目的比较不同给药途径(腹腔注射和灌胃)引起大鼠二甘醇(DEG)急性中毒的差异。方法30只SD大鼠随机分成两组,分别腹腔注射(IP组)和灌胃(PO组)DEG8ml/kg,于暴露前和暴露后第1,4,7和14天采血测CO2结合率(CO2CP)、肌酐(Scr)、尿素氮(BUN)、丙氨酸氨基转氨酶(ALT)和总胆红素(TBI),收集死亡大鼠及第14天处死大鼠的肾和肝脏组织进行病理检查。结果IP组的死亡率26.7%(4/15),PO组无死亡。在暴露后第1天,IP组的BUN,Scr和ALT水平分别为PO组的2.28,2.91和3.25倍(均P<0.01),其CO2CP下降也显著(13.33±5.97vs22.23±1.37,P<0.01)。第4天,IP组的TBI水平显著高于PO组(89.76±45.48vs44.63±7.59,P<0.05)。第14天,IP组和PO组存活大鼠的各生化指标均恢复到暴露前水平。IP组死亡大鼠的病理改变主要为急性肾小管坏死和肝细胞溶解坏死,而第14天处死的两组大鼠肾和肝脏病理损害均不明显。结论DEG腹腔注射比等剂量灌胃能引起大鼠更严重的中毒反应,提示在进行毒理试验研究和处理临床上的中毒病例时应考虑DEG暴露途径的影响。

Objective To compare the difference in acute poisoning of diethylene glycol （DEG） exposed intraperitoneally and orally in rats.

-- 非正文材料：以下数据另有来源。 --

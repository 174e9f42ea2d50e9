//! huddle-agent: calendar orchestration engine
//!
//! This crate turns free-text messages into calendar operations. It combines a
//! deterministic date/time resolver with a model-driven tool-calling loop, and
//! keeps a small conversation state machine per sender.

pub mod attendees;
pub mod calendar;
pub mod conversation;
pub mod datetime;
pub mod error;
pub mod heuristics;
pub mod orchestrator;
pub mod prompt;
pub mod registry;
pub mod reply;
pub mod retry;
pub mod store;
pub mod tool;
pub mod tools;

pub use attendees::{AttendeeResolution, RosterMember, RosterProvider, StaticRoster, resolve_attendees};
pub use calendar::{CalendarBackend, CalendarEvent, EventUpdate, InMemoryCalendar, NewEvent};
pub use conversation::{ConversationPhase, ConversationState, EventDraft, Intent, PendingState};
pub use datetime::{DateTimeResolver, Provenance, ResolvedDateTime, ResolverSettings};
pub use error::{Error, Result};
pub use orchestrator::{Orchestrator, OrchestratorConfig};
pub use registry::{CallObserver, CallRecord, ToolRegistry, TracingObserver};
pub use retry::RetryPolicy;
pub use store::{ConversationStore, InMemoryConversationStore};
pub use tool::{BoxedTool, FnTool, Tool, ToolContext, ToolFn, ToolOutcome, ToolResult};
pub use tools::register_calendar_tools;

Methods Thirty male SD rats were randomly divided into two equal groups, Groups IP and PO Rats in both groups were given DEG at the dose of 8 ml/kg body weight either intraperitoneally or orally. The level of serum CO2 combining power （ CO2CP） , alanine aminotransferase （ALT） , total bilirubin （TBI） , blood urea nitrogen （BUN） and serum creatinine （Scr） were tested before and 1, 4, 7 and 14 days after exposure. The kidney and liver tissue of all dead or sacrificed rats on 14th day were taken for pathological examinations. Results The mortality of Group IP was 26.7% （4/15） and no death was found in Group PO. On the 1st day after exposure, the levels of BUN, Scr and ALT in Group IP were 2. 28, 2. 91 and 3.25 times higher than that in Group PO, respectively （ P 〈 0. 01 of all items）. Compared to Group PO, the level of CO2CP significantly decreased in Group IP （ 22. 23 ± 1.37 vs 13.33 ± 5.97, P 〈 0. 01 ）. On the 4th day, the level of TBI in Group IP was significantly higher than that in Group PO （ 89. 76 ± 45.48 vs 44. 63 ± 7. 59, P 〈 0. 05 ）. On the 14th day, all biochemical indicators of the survived rats in both Groups returned to the baseline levels. Acute renal tubular and liver cell necrosis were found in dead rats from Group IP. However, no obvious lesions in kidney or liver tissues from the sacrificed rats on the 14th day were found in either groups. Conclusion DEG is more toxic when given intraperitoneally than orally at the same dose in rats, indicating that additional attention should be paid to the route of exposure in toxicological researches and clinical treatment of DEG.